TASK BRIEF
Pick every line out of the entries below that has the string "FieldVisibilityResolver", and copy it.

SUPPLIED MATERIAL below:

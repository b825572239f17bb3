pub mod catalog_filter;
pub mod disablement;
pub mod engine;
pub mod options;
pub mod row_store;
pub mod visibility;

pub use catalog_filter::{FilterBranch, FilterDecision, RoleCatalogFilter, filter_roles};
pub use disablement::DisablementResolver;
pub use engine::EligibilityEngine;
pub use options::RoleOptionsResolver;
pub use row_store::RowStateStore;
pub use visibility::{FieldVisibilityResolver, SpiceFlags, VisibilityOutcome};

End of SUPPLIED MATERIAL.
SUPPLIED MATERIAL below:

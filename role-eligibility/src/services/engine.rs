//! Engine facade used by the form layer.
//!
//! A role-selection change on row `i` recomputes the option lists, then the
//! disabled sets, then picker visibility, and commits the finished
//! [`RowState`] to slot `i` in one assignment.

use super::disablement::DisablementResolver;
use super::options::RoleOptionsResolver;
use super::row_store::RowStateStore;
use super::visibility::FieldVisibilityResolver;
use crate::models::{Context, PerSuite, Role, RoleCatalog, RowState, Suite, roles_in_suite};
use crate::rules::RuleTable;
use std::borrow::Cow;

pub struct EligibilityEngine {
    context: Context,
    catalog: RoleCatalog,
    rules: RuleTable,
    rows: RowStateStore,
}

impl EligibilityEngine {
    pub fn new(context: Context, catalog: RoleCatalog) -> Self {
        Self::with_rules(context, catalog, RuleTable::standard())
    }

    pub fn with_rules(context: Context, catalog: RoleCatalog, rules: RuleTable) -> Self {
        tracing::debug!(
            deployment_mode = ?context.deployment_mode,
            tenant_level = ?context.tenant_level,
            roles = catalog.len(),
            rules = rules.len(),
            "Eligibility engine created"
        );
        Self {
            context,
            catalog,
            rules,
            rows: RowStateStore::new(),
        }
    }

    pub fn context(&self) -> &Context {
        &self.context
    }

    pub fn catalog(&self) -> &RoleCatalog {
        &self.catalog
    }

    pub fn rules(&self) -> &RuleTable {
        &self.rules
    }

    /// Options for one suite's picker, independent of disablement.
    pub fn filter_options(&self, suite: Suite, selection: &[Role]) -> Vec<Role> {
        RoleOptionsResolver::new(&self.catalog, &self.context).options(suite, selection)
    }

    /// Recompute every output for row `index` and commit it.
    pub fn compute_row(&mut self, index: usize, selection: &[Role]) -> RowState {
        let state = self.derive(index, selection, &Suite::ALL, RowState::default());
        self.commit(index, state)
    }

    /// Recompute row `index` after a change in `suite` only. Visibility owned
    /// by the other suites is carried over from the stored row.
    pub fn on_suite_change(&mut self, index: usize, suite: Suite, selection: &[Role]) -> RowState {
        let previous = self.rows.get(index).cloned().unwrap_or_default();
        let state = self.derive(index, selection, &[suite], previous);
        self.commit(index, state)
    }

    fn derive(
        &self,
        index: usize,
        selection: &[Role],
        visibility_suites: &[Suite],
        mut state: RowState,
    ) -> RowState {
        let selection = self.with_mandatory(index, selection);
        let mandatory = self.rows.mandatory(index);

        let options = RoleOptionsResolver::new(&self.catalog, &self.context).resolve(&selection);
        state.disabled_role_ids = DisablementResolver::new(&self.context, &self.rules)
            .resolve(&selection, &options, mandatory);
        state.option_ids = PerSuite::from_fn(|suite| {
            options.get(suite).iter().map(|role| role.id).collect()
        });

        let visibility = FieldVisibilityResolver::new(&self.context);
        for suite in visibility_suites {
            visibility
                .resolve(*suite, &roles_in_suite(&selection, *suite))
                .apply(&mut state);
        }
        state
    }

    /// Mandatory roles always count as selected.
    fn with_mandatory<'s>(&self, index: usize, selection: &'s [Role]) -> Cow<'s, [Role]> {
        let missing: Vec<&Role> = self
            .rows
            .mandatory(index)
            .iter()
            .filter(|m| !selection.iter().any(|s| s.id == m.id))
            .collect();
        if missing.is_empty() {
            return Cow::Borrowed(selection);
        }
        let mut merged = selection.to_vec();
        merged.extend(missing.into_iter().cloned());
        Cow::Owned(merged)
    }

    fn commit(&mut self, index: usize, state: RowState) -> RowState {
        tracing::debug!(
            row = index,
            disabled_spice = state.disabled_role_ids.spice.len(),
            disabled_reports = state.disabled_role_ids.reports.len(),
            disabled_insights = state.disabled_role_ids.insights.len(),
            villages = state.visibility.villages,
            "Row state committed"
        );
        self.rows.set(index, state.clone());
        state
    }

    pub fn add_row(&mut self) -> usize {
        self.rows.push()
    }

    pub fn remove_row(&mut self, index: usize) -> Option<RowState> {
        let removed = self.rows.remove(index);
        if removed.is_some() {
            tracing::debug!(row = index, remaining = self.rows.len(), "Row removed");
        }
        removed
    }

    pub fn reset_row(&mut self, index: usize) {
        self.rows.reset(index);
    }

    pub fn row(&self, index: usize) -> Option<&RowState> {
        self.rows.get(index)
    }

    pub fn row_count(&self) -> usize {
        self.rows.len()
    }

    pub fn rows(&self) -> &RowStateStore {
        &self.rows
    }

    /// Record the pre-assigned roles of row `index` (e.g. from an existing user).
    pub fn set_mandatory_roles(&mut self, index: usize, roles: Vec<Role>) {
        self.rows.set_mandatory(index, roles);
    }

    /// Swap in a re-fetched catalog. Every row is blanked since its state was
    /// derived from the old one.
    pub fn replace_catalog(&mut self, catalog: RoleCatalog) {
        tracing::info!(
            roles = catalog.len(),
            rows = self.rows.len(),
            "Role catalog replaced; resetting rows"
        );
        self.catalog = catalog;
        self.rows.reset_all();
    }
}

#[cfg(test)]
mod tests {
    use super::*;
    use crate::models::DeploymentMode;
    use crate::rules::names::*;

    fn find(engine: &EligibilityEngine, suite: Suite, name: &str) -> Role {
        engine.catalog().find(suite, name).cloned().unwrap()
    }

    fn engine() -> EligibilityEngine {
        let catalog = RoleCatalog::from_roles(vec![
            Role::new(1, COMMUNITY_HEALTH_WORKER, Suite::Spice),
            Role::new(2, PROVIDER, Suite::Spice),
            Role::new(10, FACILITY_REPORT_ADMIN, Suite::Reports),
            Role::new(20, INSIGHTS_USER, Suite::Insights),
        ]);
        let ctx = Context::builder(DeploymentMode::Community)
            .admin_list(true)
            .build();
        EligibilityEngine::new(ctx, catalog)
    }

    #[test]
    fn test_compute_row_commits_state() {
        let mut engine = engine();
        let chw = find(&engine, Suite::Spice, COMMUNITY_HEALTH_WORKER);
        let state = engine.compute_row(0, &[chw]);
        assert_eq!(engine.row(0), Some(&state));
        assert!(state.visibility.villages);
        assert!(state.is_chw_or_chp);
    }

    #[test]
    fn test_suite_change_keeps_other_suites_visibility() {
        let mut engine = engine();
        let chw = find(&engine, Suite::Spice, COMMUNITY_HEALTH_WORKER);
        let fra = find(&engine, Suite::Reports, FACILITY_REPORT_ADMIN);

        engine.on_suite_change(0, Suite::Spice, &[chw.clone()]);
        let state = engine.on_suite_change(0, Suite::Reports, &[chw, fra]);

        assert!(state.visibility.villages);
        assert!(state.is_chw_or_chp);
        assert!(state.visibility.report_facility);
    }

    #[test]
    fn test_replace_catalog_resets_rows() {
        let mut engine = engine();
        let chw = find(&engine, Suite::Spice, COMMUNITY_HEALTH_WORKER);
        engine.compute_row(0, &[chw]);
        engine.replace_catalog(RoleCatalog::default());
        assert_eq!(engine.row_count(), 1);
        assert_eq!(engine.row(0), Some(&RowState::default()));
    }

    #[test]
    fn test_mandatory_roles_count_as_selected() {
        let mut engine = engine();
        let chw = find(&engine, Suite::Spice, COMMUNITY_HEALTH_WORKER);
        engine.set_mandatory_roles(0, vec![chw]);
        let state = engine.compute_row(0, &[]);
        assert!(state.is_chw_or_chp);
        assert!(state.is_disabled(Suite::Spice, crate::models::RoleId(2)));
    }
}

End of SUPPLIED MATERIAL.

ANSWER SECTION
pub use visibility::{FieldVisibilityResolver, SpiceFlags, VisibilityOutcome};
use super::visibility::FieldVisibilityResolver;
        let visibility = FieldVisibilityResolver::new(&self.context);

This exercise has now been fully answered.